A week or so before Christmas, there was a family sitting on a corner in our neighborhood. They were holding posters covered in pictures of their dog that had run away a day or so before. They were on that corner most of the day, even into the twilight hours, and they flagged over anyone who looked half interested in helping them keep an eye out for her.

The next day, these little signs, smaller versions of the posters, showed up on trees and telephone poles around that same intersection and up and down the other nearby streets. Each one had at least four color photos and was in a sheet protector to keep it clean and dry. There are quite a few folks in our area who have dogs of their own and make use of the tree-lined sidewalks both morning and afternoon canine constitutionals, naturally keeping their eyes (and noses) on the lookout for the MIA hound. I’d also like to think that more than one Twilight Bark was sent out to aid in the search, but as I’m human, I’m not privy to that dependable line of communication.
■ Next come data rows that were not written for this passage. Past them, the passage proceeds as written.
//! 插件生命周期与钩子分发测试

mod common;

use std::{
    sync::{
        atomic::{AtomicUsize, Ordering},
        Arc, Barrier,
    },
    thread,
    time::Duration,
};

use common::{entries, new_log, MockIndexer, RecordingPlugin};
use dotbit::{
    domain::BitAccount,
    infrastructure::{CacheProvider, InMemoryCacheProvider},
    service::BitPlugin,
    DotBit, DotbitError,
};

fn dotbit_with_cache() -> (DotBit, Arc<InMemoryCacheProvider>) {
    let cache = Arc::new(InMemoryCacheProvider::new());
    let dotbit = DotBit::new(Arc::new(MockIndexer::new())).with_cache_provider(cache.clone());
    (dotbit, cache)
}

#[test]
fn test_install_invokes_on_install_once_before_returning() {
    let log = new_log();
    let (dotbit, _) = dotbit_with_cache();

    dotbit
        .install_plugin(Arc::new(RecordingPlugin::new("audit", &log)))
        .unwrap();

    assert_eq!(entries(&log), vec!["audit:install"]);
    assert_eq!(dotbit.plugin_names(), vec!["audit"]);
}

#[test]
fn test_plugin_without_on_install_is_skipped() {
    let log = new_log();
    let (dotbit, _) = dotbit_with_cache();

    dotbit
        .install_plugin(Arc::new(RecordingPlugin::new("silent", &log).without_install()))
        .unwrap();
    assert_eq!(dotbit.plugin_count(), 0);

    dotbit.account("phone.bit").unwrap();
    assert!(entries(&log).is_empty());
}

#[test]
fn test_failed_install_is_not_registered() {
    let log = new_log();
    let (dotbit, _) = dotbit_with_cache();

    let err = dotbit
        .install_plugin(Arc::new(RecordingPlugin::new("broken", &log).failing_install()))
        .unwrap_err();
    assert!(matches!(err, DotbitError::Plugin { ref plugin, .. } if plugin == "broken"));
    assert_eq!(dotbit.plugin_count(), 0);
}

#[test]
fn test_init_hooks_run_in_registration_order_once_per_account() {
    let log = new_log();
    let (dotbit, _) = dotbit_with_cache();
    dotbit
        .install_plugin(Arc::new(RecordingPlugin::new("first", &log)))
        .unwrap();
    dotbit
        .install_plugin(Arc::new(RecordingPlugin::new("second", &log)))
        .unwrap();

    dotbit.account("phone.bit").unwrap();
    dotbit.account("phone.bit").unwrap();

    assert_eq!(
        entries(&log),
        vec![
            "first:install",
            "second:install",
            "first:init:phone.bit",
            "second:init:phone.bit",
        ]
    );
}

#[test]
fn test_plugins_do_not_apply_retroactively() {
    let log = new_log();
    let (dotbit, _) = dotbit_with_cache();

    dotbit.account("early.bit").unwrap();
    dotbit
        .install_plugin(Arc::new(RecordingPlugin::new("late", &log)))
        .unwrap();
    dotbit.account("early.bit").unwrap();
    dotbit.account("later.bit").unwrap();

    assert_eq!(entries(&log), vec!["late:install", "late:init:later.bit"]);
}

#[test]
fn test_failing_hook_aborts_resolution() {
    let log = new_log();
    let (dotbit, cache) = dotbit_with_cache();
    dotbit
        .install_plugin(Arc::new(RecordingPlugin::new("guard", &log).failing_on("blocked.bit")))
        .unwrap();
    dotbit
        .install_plugin(Arc::new(RecordingPlugin::new("after", &log)))
        .unwrap();

    let err = dotbit.account("blocked.bit").unwrap_err();
    assert!(matches!(err, DotbitError::Plugin { ref plugin, .. } if plugin == "guard"));

    // 后续插件未被调用，结果也未写入缓存
    assert!(!entries(&log).contains(&"after:init:blocked.bit".to_string()));
    assert!(cache.get("account:blocked.bit").is_none());
}

#[tokio::test]
async fn test_failing_hook_propagates_from_exist() {
    let log = new_log();
    let (dotbit, _) = dotbit_with_cache();
    dotbit
        .install_plugin(Arc::new(RecordingPlugin::new("guard", &log).failing_on("blocked.bit")))
        .unwrap();

    let err = dotbit.exist("blocked.bit").await.unwrap_err();
    assert!(matches!(err, DotbitError::Plugin { .. }));
}

#[test]
fn test_uninstall_by_identity() {
    let log = new_log();
    let (dotbit, _) = dotbit_with_cache();
    let a: Arc<dyn BitPlugin> = Arc::new(RecordingPlugin::new("twin", &log));
    let b: Arc<dyn BitPlugin> = Arc::new(RecordingPlugin::new("twin", &log));
    dotbit.install_plugin(a.clone()).unwrap();
    dotbit.install_plugin(b.clone()).unwrap();

    assert!(dotbit.uninstall_plugin(&b).unwrap());
    assert_eq!(dotbit.plugin_count(), 1);

    dotbit.account("phone.bit").unwrap();
    let log_entries = entries(&log);
    assert_eq!(
        log_entries,
        vec!["twin:install", "twin:install", "twin:uninstall", "twin:init:phone.bit"]
    );
}

#[test]
fn test_uninstall_unknown_plugin_is_noop() {
    let log = new_log();
    let (dotbit, _) = dotbit_with_cache();
    let installed: Arc<dyn BitPlugin> = Arc::new(RecordingPlugin::new("installed", &log));
    let stranger: Arc<dyn BitPlugin> = Arc::new(RecordingPlugin::new("stranger", &log));
    dotbit.install_plugin(installed).unwrap();

    assert!(!dotbit.uninstall_plugin(&stranger).unwrap());
    assert_eq!(dotbit.plugin_names(), vec!["installed"]);
    assert!(!entries(&log).contains(&"stranger:uninstall".to_string()));
}

/// 首次初始化时停顿一下，放大并发竞争窗口
struct SlowCountingPlugin {
    inits: AtomicUsize,
}

impl BitPlugin for SlowCountingPlugin {
    fn name(&self) -> &str {
        "slow-counter"
    }

    fn on_install(&self, _dotbit: &DotBit) -> Option<anyhow::Result<()>> {
        Some(Ok(()))
    }

    fn on_init_account(&self, _account: &BitAccount) -> anyhow::Result<()> {
        self.inits.fetch_add(1, Ordering::SeqCst);
        thread::sleep(Duration::from_millis(50));
        Ok(())
    }
}

#[test]
fn test_concurrent_first_access_constructs_once() {
    let (dotbit, _) = dotbit_with_cache();
    let dotbit = Arc::new(dotbit);
    let plugin = Arc::new(SlowCountingPlugin {
        inits: AtomicUsize::new(0),
    });
    dotbit.install_plugin(plugin.clone()).unwrap();

    let workers = 8;
    let barrier = Arc::new(Barrier::new(workers));
    let handles: Vec<_> = (0..workers)
        .map(|_| {
            let dotbit = dotbit.clone();
            let barrier = barrier.clone();
            thread::spawn(move || {
                barrier.wait();
                dotbit.account("race.bit").unwrap()
            })
        })
        .collect();

    let resolved: Vec<Arc<BitAccount>> = handles.into_iter().map(|h| h.join().unwrap()).collect();

    assert_eq!(plugin.inits.load(Ordering::SeqCst), 1);
    assert!(resolved.iter().all(|a| Arc::ptr_eq(a, &resolved[0])));
}

/// 第一次初始化失败，之后成功；每次调用都停顿
struct FlakyPlugin {
    inits: AtomicUsize,
}

impl BitPlugin for FlakyPlugin {
    fn name(&self) -> &str {
        "flaky"
    }

    fn on_install(&self, _dotbit: &DotBit) -> Option<anyhow::Result<()>> {
        Some(Ok(()))
    }

    fn on_init_account(&self, _account: &BitAccount) -> anyhow::Result<()> {
        let attempt = self.inits.fetch_add(1, Ordering::SeqCst);
        thread::sleep(Duration::from_millis(150));
        if attempt == 0 {
            anyhow::bail!("first attempt rejected");
        }
        Ok(())
    }
}

#[test]
fn test_failed_first_attempt_is_retried_once_for_waiters_and_latecomers() {
    let (dotbit, _) = dotbit_with_cache();
    let dotbit = Arc::new(dotbit);
    let plugin = Arc::new(FlakyPlugin {
        inits: AtomicUsize::new(0),
    });
    dotbit.install_plugin(plugin.clone()).unwrap();

    let spawn_after = |delay_ms: u64| {
        let dotbit = dotbit.clone();
        thread::spawn(move || {
            thread::sleep(Duration::from_millis(delay_ms));
            dotbit.account("retry.bit")
        })
    };

    // 首个解析者失败时，等待者接手重试；失败之后到达的调用者加入同一次重试
    let first = spawn_after(0);
    let waiter = spawn_after(30);
    let latecomer = spawn_after(200);

    let first = first.join().unwrap();
    let waiter = waiter.join().unwrap().unwrap();
    let latecomer = latecomer.join().unwrap().unwrap();

    assert!(matches!(first, Err(DotbitError::Plugin { ref plugin, .. }) if plugin == "flaky"));
    assert!(Arc::ptr_eq(&waiter, &latecomer));
    assert_eq!(plugin.inits.load(Ordering::SeqCst), 2);

    let again = dotbit.account("retry.bit").unwrap();
    assert!(Arc::ptr_eq(&again, &waiter));
    assert_eq!(plugin.inits.load(Ordering::SeqCst), 2);
}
Anyone who has had a pet run away can tell you it is a gut wrenching experience. Traffic, other animals, cruel humans, and the elements—any of those things can harm a critter used to “three hots and cot” in a home where they’re loved and cared for. Sometimes, a kind person finds them and brings them home; other times, they wander back into the yard of their own accord.

However, more often than not, the four-legged members of our families don’t make it back. In fact, according to the American Humane Society, over ten million pets are reported missing every year, and only 17% of lost dogs and 2% of lost cats are ever returned to their owners. Our dog, Shadow, who passed away in 2010, was an old fella by the time the pet microchip came out. His digging under the fence and chasing squirrel days were long behind him. However, I couldn’t imagine owning a dog today without having this device, especially in a large city where thousands of animals go unclaimed and are put down. There are quite a few companies who sell the chips for less than $100, and they can be implanted by your veterinarian. After that, they need to be registered in state and national databases so your buddy can be returned to you, and that registration needs to be updated every time you move. It really requires little to no effort, and it more than doubles the chances of finding your lost pet.

I just wanted a reason to put a picture of Shad Shad in a blog…

I don’t know about you, but the sight of those handmade “Lost Dog/Cat” posters always breaks my heart because I remember what it was like to wait for a cat that never came home. (Shadow also vanished a time or two, but he was never gone for more than a few hours. Still, that was not much fun for little Harpo if you know what I’m saying.) What makes it worse for me is when those posters continue to hang, week after week, until they’re so soaked with rain they disintegrate and fall from their tacks or shrivel up like a mummy and fade in the blistering heat. Eventually, they all disappear, and I never know the outcome of the story. I try to imagine the positive in all cases, but I know that statistics don’t lie.

However, with the Yorkshire Terrier in my neck of the woods, I saw something I had never seen before. A few days ago, each and every one of the signs were still hanging there, with one addendum, a huge piece of duct tape on which the phrase “We Found Her” was written in black Sharpie marker! I’m no graphologist, but judging by the jaunty, bubble shaped letters, I can imagine the girls who got their dog back were pretty John Brown thrilled about it. 🙂

The courtesy of this gesture touched me deeply. Not only was I happy beyond measure that that dog was home with its family,  but I was also grateful that a group of people cared enough to update the status of their situation in a simple but obvious way. As far as I’m concerned, that sign can stay up forever. It reminds me that happy endings are possible and that kindness both exists and is rewarded.